* [WHAT IS BEING ASKED] Report each line of the entries below that includes "queue".

RECORDS TO PROCESS START

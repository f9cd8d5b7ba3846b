//! DevTasks local persistence.
//!
//! Everything here sits on a single durable key/value contract: named slots
//! holding opaque JSON blobs. The task store, the pending-operation queue,
//! projects, and preferences are all views over that contract, so any
//! [`KvStore`] backend can carry the full application state.

pub mod file;
pub mod kv;
pub mod memory;
pub mod prefs;
pub mod projects;
pub mod queue;
pub mod tasks;

pub use file::FileKv;
pub use kv::{slots, KvStore};
pub use memory::MemoryKv;
pub use prefs::Preferences;
pub use projects::ProjectStore;
pub use queue::OperationQueue;
pub use tasks::TaskStore;
//! Client view of the remote reconciliation service.

use async_trait::async_trait;
use reqwest::Client;
use url::Url;

use devtasks_common::{Error, Operation, Result, SyncBatch, Task, TasksPayload};

/// Remote reconciliation endpoint.
///
/// Implementations must treat any non-success response as an error so the
/// engine keeps its queue intact and retries on the next trigger.
#[async_trait]
pub trait RemoteService: Send + Sync {
    /// Fetch the full current snapshot (`GET /api/tasks`).
    async fn fetch(&self) -> Result<Vec<Task>>;

    /// Apply a batch of operations and return the full post-apply snapshot
    /// (`POST /api/sync`).
    async fn submit(&self, ops: &[Operation]) -> Result<Vec<Task>>;
}

/// HTTP client for the reconciliation service.
pub struct HttpRemote {
    base: Url,
    http: Client,
}

impl HttpRemote {
    /// Create a client for the service at `base`.
    pub fn new(base: Url) -> Self {
        let http = Client::builder()
            .user_agent("DevTasks/0.1")
            .build()
            .expect("Failed to create HTTP client");

        Self { base, http }
    }

    /// Append path segments to the base URL, keeping any base path prefix
    /// whether or not it carries a trailing slash.
    fn endpoint(&self, path: &str) -> Result<Url> {
        let mut url = self.base.clone();
        url.path_segments_mut()
            .map_err(|()| {
                Error::InvalidInput(format!("Base URL {} cannot carry a path", self.base))
            })?
            .pop_if_empty()
            .extend(path.split('/'));
        Ok(url)
    }
}

#[async_trait]
impl RemoteService for HttpRemote {
    async fn fetch(&self) -> Result<Vec<Task>> {
        let url = self.endpoint("api/tasks")?;
        let response = self
            .http
            .get(url)
            .send()
            .await
            .map_err(|e| Error::Network(format!("Failed to fetch tasks: {e}")))?;

        if !response.status().is_success() {
            return Err(Error::Network(format!(
                "Remote returned {}",
                response.status()
            )));
        }

        let payload: TasksPayload = response
            .json()
            .await
            .map_err(|e| Error::Serialization(format!("Malformed tasks payload: {e}")))?;

        Ok(payload.tasks)
    }

    async fn submit(&self, ops: &[Operation]) -> Result<Vec<Task>> {
        let url = self.endpoint("api/sync")?;
        let batch = SyncBatch { ops: ops.to_vec() };

        let response = self
            .http
            .post(url)
            .json(&batch)
            .send()
            .await
            .map_err(|e| Error::Network(format!("Failed to submit operations: {e}")))?;

        if !response.status().is_success() {
            return Err(Error::Network(format!(
                "Remote returned {}",
                response.status()
            )));
        }

        let payload: TasksPayload = response
            .json()
            .await
            .map_err(|e| Error::Serialization(format!("Malformed sync response: {e}")))?;

        Ok(payload.tasks)
    }
}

RECORDS TO PROCESS END

* [OUTPUT]
//! holding opaque JSON blobs. The task store, the pending-operation queue,
pub mod queue;
pub use queue::OperationQueue;
/// engine keeps its queue intact and retries on the next trigger.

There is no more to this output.